Wells uses phylogenetic trees to attack the very core of evolution -- common descent. Wells claims that textbooks mislead students about common descent in three ways. First, Wells claims that textbooks do not cover the "Cambrian Explosion" and fail to point out how this "top-down" evolution poses a serious challenge to common descent and evolution. Second, he asserts that the occasional disparity between morphological and molecular phylogenies disproves common descent. Finally, he demands that textbooks treat universal common ancestry as unproven and refrain from illustrating that "theory" with misleading phylogenies. Therefore, according to Wells, textbooks should state that there is no evidence for common descent and that the most recent research refutes the concept entirely. Wells is completely wrong on all counts, and his argument is entirely based on misdirection and confusion. He mixes up these various topics in order to confuse the reader into thinking that when combined, they show an endemic failure of evolutionary theory. In effect, Wells plays the equivalent of an intellectual shell game, putting so many topics into play that the "ball" of evolution gets lost.

The Cambrian Explosion

Wells claims that the Cambrian Explosion "presents a serious challenge to Darwinian evolution" (Wells 2000:41) and the validity of phylogenetic trees. The gist of Wells's argument is that the Cambrian Explosion happened too fast to allow large-scale morphological evolution to occur by natural selection ("Darwinism"), and that the Cambrian Explosion shows "top-down" origination of taxa ("major" "phyla" level differences appear early in the fossil record rather than develop gradually), which he claims is the opposite of what evolution predicts. He asserts that phylogenetic trees predict a different pattern for evolution than what we see in the Cambrian Explosion. These arguments are spurious and show his lack of understanding of basic aspects of both paleontology and evolution.

Wells mistakenly presents the Cambrian Explosion as if it were a single event. The Cambrian Explosion is, rather, the preservation of a series of faunas that occur over a 15-20 million year period starting around 535 million years ago (MA). A fauna is a group of organisms that live together and interact as an ecosystem; in paleontology, "fauna" refers to a group of organisms that are fossilized together because they lived together.
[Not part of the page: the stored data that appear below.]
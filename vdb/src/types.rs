// This Source Code Form is subject to the terms of the Mozilla Public
// License, v. 2.0. If a copy of the MPL was not distributed with this
// file, You can obtain one at https://mozilla.org/MPL/2.0/.

use crate::error::Error;
use chrono::{DateTime, Utc};
use schemars::JsonSchema;
use serde::{Deserialize, Serialize};
use std::collections::{BTreeMap, BTreeSet};
use std::fmt::{self, Display, Formatter};
use std::str::FromStr;
use uuid::Uuid;

/// Target project value granting access to every tenant.
pub const TARGET_ALL: &str = "*";

/// Attribute filters for collection queries. Each attribute name maps to the
/// set of values it may take.
pub type Filters = BTreeMap<String, BTreeSet<String>>;

/// The identity a store operation is performed on behalf of.
#[derive(Debug, Clone, PartialEq, Eq, Serialize, Deserialize, JsonSchema)]
pub struct Context {
    pub tenant_id: String,
    pub is_admin: bool,
}

impl Context {
    pub fn tenant(tenant_id: impl Into<String>) -> Self {
        Self {
            tenant_id: tenant_id.into(),
            is_admin: false,
        }
    }

    /// An administrative context that sees every BGPVPN.
    pub fn admin() -> Self {
        Self {
            tenant_id: String::new(),
            is_admin: true,
        }
    }
}

#[derive(
    Debug,
    Default,
    Copy,
    Clone,
    PartialEq,
    Eq,
    Hash,
    PartialOrd,
    Ord,
    Serialize,
    Deserialize,
    JsonSchema,
)]
#[serde(rename_all = "lowercase")]
pub enum VpnType {
    L2,
    #[default]
    L3,
}

impl Display for VpnType {
    fn fmt(&self, f: &mut Formatter<'_>) -> fmt::Result {
        match self {
            Self::L2 => write!(f, "l2"),
            Self::L3 => write!(f, "l3"),
        }
    }
}

impl FromStr for VpnType {
    type Err = Error;

    fn from_str(s: &str) -> Result<Self, Self::Err> {
        match s {
            "l2" => Ok(Self::L2),
            "l3" => Ok(Self::L3),
            other => Err(Error::Validation(format!(
                "invalid bgpvpn type '{other}', expected l2 or l3"
            ))),
        }
    }
}

/// The resource kinds a BGPVPN can be associated with.
#[derive(
    Debug,
    Copy,
    Clone,
    PartialEq,
    Eq,
    Hash,
    PartialOrd,
    Ord,
    Serialize,
    Deserialize,
    JsonSchema,
)]
#[serde(rename_all = "lowercase")]
pub enum AssociationKind {
    Network,
    Router,
    Port,
}

impl AssociationKind {
    pub fn as_str(&self) -> &'static str {
        match self {
            Self::Network => "network",
            Self::Router => "router",
            Self::Port => "port",
        }
    }

    pub fn entity(&self) -> Entity {
        match self {
            Self::Network => Entity::NetworkAssociation,
            Self::Router => Entity::RouterAssociation,
            Self::Port => Entity::PortAssociation,
        }
    }
}

impl Display for AssociationKind {
    fn fmt(&self, f: &mut Formatter<'_>) -> fmt::Result {
        write!(f, "{}", self.as_str())
    }
}

impl FromStr for AssociationKind {
    type Err = Error;

    fn from_str(s: &str) -> Result<Self, Self::Err> {
        match s {
            "network" => Ok(Self::Network),
            "router" => Ok(Self::Router),
            "port" => Ok(Self::Port),
            other => Err(Error::Validation(format!(
                "unknown resource type '{other}'"
            ))),
        }
    }
}

/// Audit metadata carried by every BGPVPN and association.
#[derive(Debug, Clone, PartialEq, Eq, Serialize, Deserialize, JsonSchema)]
pub struct StandardAttributes {
    pub created_at: DateTime<Utc>,
    pub updated_at: DateTime<Utc>,
    pub description: String,
    pub revision_number: u64,
}

impl StandardAttributes {
    pub fn new(description: impl Into<String>) -> Self {
        let now = Utc::now();
        Self {
            created_at: now,
            updated_at: now,
            description: description.into(),
            revision_number: 0,
        }
    }

    /// Record a modification.
    pub fn touch(&mut self) {
        self.updated_at = Utc::now();
        self.revision_number += 1;
    }
}

/// The decoded view of a BGPVPN.
#[derive(Debug, Clone, PartialEq, Eq, Serialize, Deserialize, JsonSchema)]
pub struct Bgpvpn {
    pub id: Uuid,
    pub tenant_id: String,
    pub name: String,
    #[serde(rename = "type")]
    pub vpn_type: VpnType,
    pub route_targets: Vec<String>,
    /// The stored import targets, or the route targets when none were ever
    /// set.
    pub import_targets: Vec<String>,
    /// The stored export targets, or the route targets when none were ever
    /// set.
    pub export_targets: Vec<String>,
    pub route_distinguishers: Vec<String>,
    pub vni: Option<u32>,
    pub local_pref: Option<u64>,
    pub networks: Vec<String>,
    pub routers: Vec<String>,
    pub ports: Vec<String>,
    /// Whether this BGPVPN is shared with the requesting tenant.
    pub shared: bool,
    /// Commit counter, incremented by every mutation of this BGPVPN or one of
    /// its associations.
    pub sequence: u64,
    #[serde(flatten)]
    pub standard: StandardAttributes,
}

impl Bgpvpn {
    /// Resources of the given kind associated with this BGPVPN.
    pub fn resources(&self, kind: AssociationKind) -> &[String] {
        match kind {
            AssociationKind::Network => &self.networks,
            AssociationKind::Router => &self.routers,
            AssociationKind::Port => &self.ports,
        }
    }

    /// True when the attributes pushed to the agent differ.
    pub fn forwarding_differs(&self, other: &Bgpvpn) -> bool {
        self.vpn_type != other.vpn_type
            || self.route_targets != other.route_targets
            || self.import_targets != other.import_targets
            || self.export_targets != other.export_targets
            || self.route_distinguishers != other.route_distinguishers
            || self.vni != other.vni
            || self.local_pref != other.local_pref
    }
}

#[derive(Debug, Clone, Default, PartialEq, Eq, Serialize, Deserialize, JsonSchema)]
pub struct BgpvpnCreate {
    pub name: String,
    #[serde(rename = "type", default)]
    pub vpn_type: VpnType,
    #[serde(default)]
    pub route_targets: Vec<String>,
    #[serde(default)]
    pub import_targets: Option<Vec<String>>,
    #[serde(default)]
    pub export_targets: Option<Vec<String>>,
    #[serde(default)]
    pub route_distinguishers: Vec<String>,
    #[serde(default)]
    pub vni: Option<u32>,
    #[serde(default)]
    pub local_pref: Option<u64>,
    #[serde(default)]
    pub description: String,
}

/// A partial BGPVPN update, only fields that are present are changed.
#[derive(Debug, Clone, Default, PartialEq, Eq, Serialize, Deserialize, JsonSchema)]
pub struct BgpvpnUpdate {
    pub name: Option<String>,
    pub route_targets: Option<Vec<String>>,
    pub import_targets: Option<Vec<String>>,
    pub export_targets: Option<Vec<String>>,
    pub route_distinguishers: Option<Vec<String>>,
    pub vni: Option<u32>,
    pub local_pref: Option<u64>,
    pub description: Option<String>,
}

#[derive(Debug, Clone, PartialEq, Eq, Serialize, Deserialize, JsonSchema)]
pub struct NetworkAssociation {
    pub id: Uuid,
    pub tenant_id: String,
    pub bgpvpn_id: Uuid,
    pub network_id: String,
    #[serde(flatten)]
    pub standard: StandardAttributes,
}

#[derive(Debug, Clone, PartialEq, Eq, Serialize, Deserialize, JsonSchema)]
pub struct RouterAssociation {
    pub id: Uuid,
    pub tenant_id: String,
    pub bgpvpn_id: Uuid,
    pub router_id: String,
    pub advertise_extra_routes: bool,
    #[serde(flatten)]
    pub standard: StandardAttributes,
}

#[derive(Debug, Clone, PartialEq, Eq, Serialize, Deserialize, JsonSchema)]
pub struct PortAssociation {
    pub id: Uuid,
    pub tenant_id: String,
    pub bgpvpn_id: Uuid,
    pub port_id: String,
    pub advertise_fixed_ips: bool,
    pub routes: Vec<PortAssociationRoute>,
    #[serde(flatten)]
    pub standard: StandardAttributes,
}

/// What a port association route points at. Exactly one of a prefix or a
/// referenced BGPVPN is present, selected by the route type.
#[derive(Debug, Clone, PartialEq, Eq, Serialize, Deserialize, JsonSchema)]
#[serde(tag = "type", rename_all = "lowercase")]
pub enum RouteTarget {
    Prefix { prefix: String },
    Bgpvpn { bgpvpn_id: Uuid },
}

#[derive(Debug, Clone, PartialEq, Eq, Serialize, Deserialize, JsonSchema)]
pub struct PortAssociationRoute {
    pub id: Uuid,
    pub port_association_id: Uuid,
    pub local_pref: Option<u64>,
    #[serde(flatten)]
    pub target: RouteTarget,
}

/// A route as supplied by a caller, before validation.
#[derive(Debug, Clone, Default, PartialEq, Eq, Serialize, Deserialize, JsonSchema)]
pub struct RouteSpec {
    #[serde(rename = "type")]
    pub route_type: String,
    #[serde(default)]
    pub prefix: Option<String>,
    #[serde(default)]
    pub bgpvpn_id: Option<Uuid>,
    #[serde(default)]
    pub local_pref: Option<u64>,
}

impl RouteSpec {
    pub fn prefix(prefix: impl Into<String>) -> Self {
        Self {
            route_type: "prefix".into(),
            prefix: Some(prefix.into()),
            ..Default::default()
        }
    }

    pub fn bgpvpn(bgpvpn_id: Uuid) -> Self {
        Self {
            route_type: "bgpvpn".into(),
            bgpvpn_id: Some(bgpvpn_id),
            ..Default::default()
        }
    }

    pub fn with_local_pref(mut self, local_pref: u64) -> Self {
        self.local_pref = Some(local_pref);
        self
    }
}

fn default_true() -> bool {
    true
}

#[derive(Debug, Clone, PartialEq, Eq, Serialize, Deserialize, JsonSchema)]
pub struct NetworkAssociationCreate {
    pub tenant_id: String,
    pub network_id: String,
    #[serde(default)]
    pub description: String,
}

#[derive(Debug, Clone, PartialEq, Eq, Serialize, Deserialize, JsonSchema)]
pub struct RouterAssociationCreate {
    pub tenant_id: String,
    pub router_id: String,
    #[serde(default = "default_true")]
    pub advertise_extra_routes: bool,
    #[serde(default)]
    pub description: String,
}

#[derive(Debug, Clone, PartialEq, Eq, Serialize, Deserialize, JsonSchema)]
pub struct PortAssociationCreate {
    pub tenant_id: String,
    pub port_id: String,
    #[serde(default = "default_true")]
    pub advertise_fixed_ips: bool,
    #[serde(default)]
    pub routes: Vec<RouteSpec>,
    #[serde(default)]
    pub description: String,
}

impl NetworkAssociationCreate {
    pub fn new(tenant_id: impl Into<String>, network_id: impl Into<String>) -> Self {
        Self {
            tenant_id: tenant_id.into(),
            network_id: network_id.into(),
            description: String::new(),
        }
    }
}

impl RouterAssociationCreate {
    pub fn new(tenant_id: impl Into<String>, router_id: impl Into<String>) -> Self {
        Self {
            tenant_id: tenant_id.into(),
            router_id: router_id.into(),
            advertise_extra_routes: true,
            description: String::new(),
        }
    }
}

impl PortAssociationCreate {
    pub fn new(tenant_id: impl Into<String>, port_id: impl Into<String>) -> Self {
        Self {
            tenant_id: tenant_id.into(),
            port_id: port_id.into(),
            advertise_fixed_ips: true,
            routes: Vec::new(),
            description: String::new(),
        }
    }
}

#[derive(Debug, Clone, Default, PartialEq, Eq, Serialize, Deserialize, JsonSchema)]
pub struct NetworkAssociationUpdate {
    pub description: Option<String>,
}

#[derive(Debug, Clone, Default, PartialEq, Eq, Serialize, Deserialize, JsonSchema)]
pub struct RouterAssociationUpdate {
    pub advertise_extra_routes: Option<bool>,
    pub description: Option<String>,
}

/// A port association update. When `routes` is present it replaces the
/// whole route list.
#[derive(Debug, Clone, Default, PartialEq, Eq, Serialize, Deserialize, JsonSchema)]
pub struct PortAssociationUpdate {
    pub advertise_fixed_ips: Option<bool>,
    pub routes: Option<Vec<RouteSpec>>,
    pub description: Option<String>,
}

#[derive(
    Debug, Default, Copy, Clone, PartialEq, Eq, Hash, Serialize, Deserialize, JsonSchema,
)]
pub enum RbacAction {
    #[default]
    #[serde(rename = "access_as_shared")]
    Shared,
}

impl RbacAction {
    pub fn as_str(&self) -> &'static str {
        match self {
            Self::Shared => "access_as_shared",
        }
    }
}

impl Display for RbacAction {
    fn fmt(&self, f: &mut Formatter<'_>) -> fmt::Result {
        write!(f, "{}", self.as_str())
    }
}

#[derive(Debug, Clone, PartialEq, Eq, Serialize, Deserialize, JsonSchema)]
pub struct RbacGrant {
    pub id: Uuid,
    /// The project that created the grant.
    pub tenant_id: String,
    pub object_id: Uuid,
    pub target_project: String,
    pub action: RbacAction,
}

#[derive(Debug, Clone, PartialEq, Eq, Serialize, Deserialize, JsonSchema)]
pub struct RbacGrantCreate {
    pub target_project: String,
    #[serde(default)]
    pub action: RbacAction,
}

impl RbacGrantCreate {
    pub fn shared_with(target_project: impl Into<String>) -> Self {
        Self {
            target_project: target_project.into(),
            action: RbacAction::Shared,
        }
    }
}

#[derive(Debug, Copy, Clone, PartialEq, Eq, Serialize, Deserialize, JsonSchema)]
#[serde(rename_all = "lowercase")]
pub enum ChangeKind {
    Created,
    Updated,
    Deleted,
}

#[derive(Debug, Copy, Clone, PartialEq, Eq, Serialize, Deserialize, JsonSchema)]
pub enum Entity {
    #[serde(rename = "bgpvpn")]
    Bgpvpn,
    #[serde(rename = "net_assoc")]
    NetworkAssociation,
    #[serde(rename = "router_assoc")]
    RouterAssociation,
    #[serde(rename = "port_assoc")]
    PortAssociation,
}

impl Entity {
    pub fn association_kind(&self) -> Option<AssociationKind> {
        match self {
            Self::Bgpvpn => None,
            Self::NetworkAssociation => Some(AssociationKind::Network),
            Self::RouterAssociation => Some(AssociationKind::Router),
            Self::PortAssociation => Some(AssociationKind::Port),
        }
    }
}

#[derive(Debug, Clone, PartialEq, Eq, Serialize, Deserialize, JsonSchema)]
#[serde(tag = "entity", content = "value", rename_all = "snake_case")]
pub enum Snapshot {
    Bgpvpn(Bgpvpn),
    Network(NetworkAssociation),
    Router(RouterAssociation),
    Port(PortAssociation),
}

impl Snapshot {
    /// The associated resource, if this is an association snapshot.
    pub fn resource(&self) -> Option<(AssociationKind, &str)> {
        match self {
            Self::Bgpvpn(_) => None,
            Self::Network(a) => Some((AssociationKind::Network, &a.network_id)),
            Self::Router(a) => Some((AssociationKind::Router, &a.router_id)),
            Self::Port(a) => Some((AssociationKind::Port, &a.port_id)),
        }
    }
}

/// An association seen from the associated resource.
#[derive(
    Debug,
    Clone,
    PartialEq,
    Eq,
    Hash,
    PartialOrd,
    Ord,
    Serialize,
    Deserialize,
    JsonSchema,
)]
pub struct Binding {
    pub kind: AssociationKind,
    pub resource_id: String,
    pub bgpvpn_id: Uuid,
    pub association_id: Uuid,
}

/// A notification describing one committed mutation.
#[derive(Debug, Clone, PartialEq, Eq, Serialize, Deserialize, JsonSchema)]
pub struct DeltaEvent {
    pub kind: ChangeKind,
    pub entity: Entity,
    pub bgpvpn_id: Uuid,
    /// The owning BGPVPN's sequence number after the commit.
    pub sequence: u64,
    /// The owning BGPVPN as of the commit. For a BGPVPN deletion this is the
    /// state just before removal.
    pub bgpvpn: Bgpvpn,
    pub before: Option<Snapshot>,
    pub after: Option<Snapshot>,
}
The first fauna that shows extensive body plan diversity is the Sirius Passet fauna of Greenland, which is dated at around 535 MA (Conway Morris, 2000). The organisms preserved become more diverse by around 530 MA, as the Chenjiang fauna of China illustrates (Conway Morris, 2000). Wells erroneously claims that the Chenjiang fauna predates the Sirius Passet (Wells 2000:39). The diversification continues through the Burgess shale fauna of Canada at around 520 MA, when the Cambrian faunas are at their peak (Conway Morris, 2000). Wells makes an even more important paleontological error when he does not explain that the "explosion" of the middle Cambrian is preceded by the less diverse "small shelly" metazoan faunas, which appear at the beginning of the Cambrian (545 MA). These faunas are dated to the early Cambrian, not the Precambrian as stated by Wells (Wells 2000:38). This enables Wells to omit the steady rise in fossil diversity between the beginning of the Cambrian and the Cambrian Explosion (Knoll and Carroll, 1999).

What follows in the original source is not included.